use crate::error::{Result, SchemaError};
use crate::kind::FieldKind;
use crate::value::Value;

/// Attributes shared by every field kind.
///
/// `required` is advisory: neither `validate` nor `dump` enforce it. The
/// default is descriptive metadata for callers and is never applied
/// automatically.
#[derive(Debug, Clone, PartialEq)]
pub struct FieldBase {
    pub(crate) name: String,
    pub(crate) kind: FieldKind,
    pub(crate) required: bool,
    pub(crate) nullable: bool,
    pub(crate) default: Option<Value>,
}

impl FieldBase {
    /// Fails when `name` is empty.
    pub fn new(kind: FieldKind, name: impl Into<String>) -> Result<Self> {
        let name = name.into();
        if name.is_empty() {
            return Err(SchemaError::invalid_argument("name is required"));
        }
        Ok(Self {
            name,
            kind,
            required: false,
            nullable: true,
            default: None,
        })
    }

    #[must_use]
    pub fn name(&self) -> &str {
        &self.name
    }

    #[must_use]
    pub fn kind(&self) -> FieldKind {
        self.kind
    }

    #[must_use]
    pub fn is_required(&self) -> bool {
        self.required
    }

    #[must_use]
    pub fn is_nullable(&self) -> bool {
        self.nullable
    }

    #[must_use]
    pub fn default_value(&self) -> Option<&Value> {
        self.default.as_ref()
    }
}

#[cfg(test)]
mod tests {
    use super::*;

    #[test]
    fn defaults_are_optional_and_nullable() {
        let base = FieldBase::new(FieldKind::Integer, "id").unwrap();
        assert_eq!(base.name(), "id");
        assert_eq!(base.kind(), FieldKind::Integer);
        assert!(!base.is_required());
        assert!(base.is_nullable());
        assert!(base.default_value().is_none());
    }

    #[test]
    fn empty_name_is_rejected() {
        assert!(matches!(
            FieldBase::new(FieldKind::String, ""),
            Err(SchemaError::InvalidArgument { .. })
        ));
    }
}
━━━━━━━━━━━━━━━━
For the records above, count the lines that contain the word "Result" and give only that number.

## Finished task
2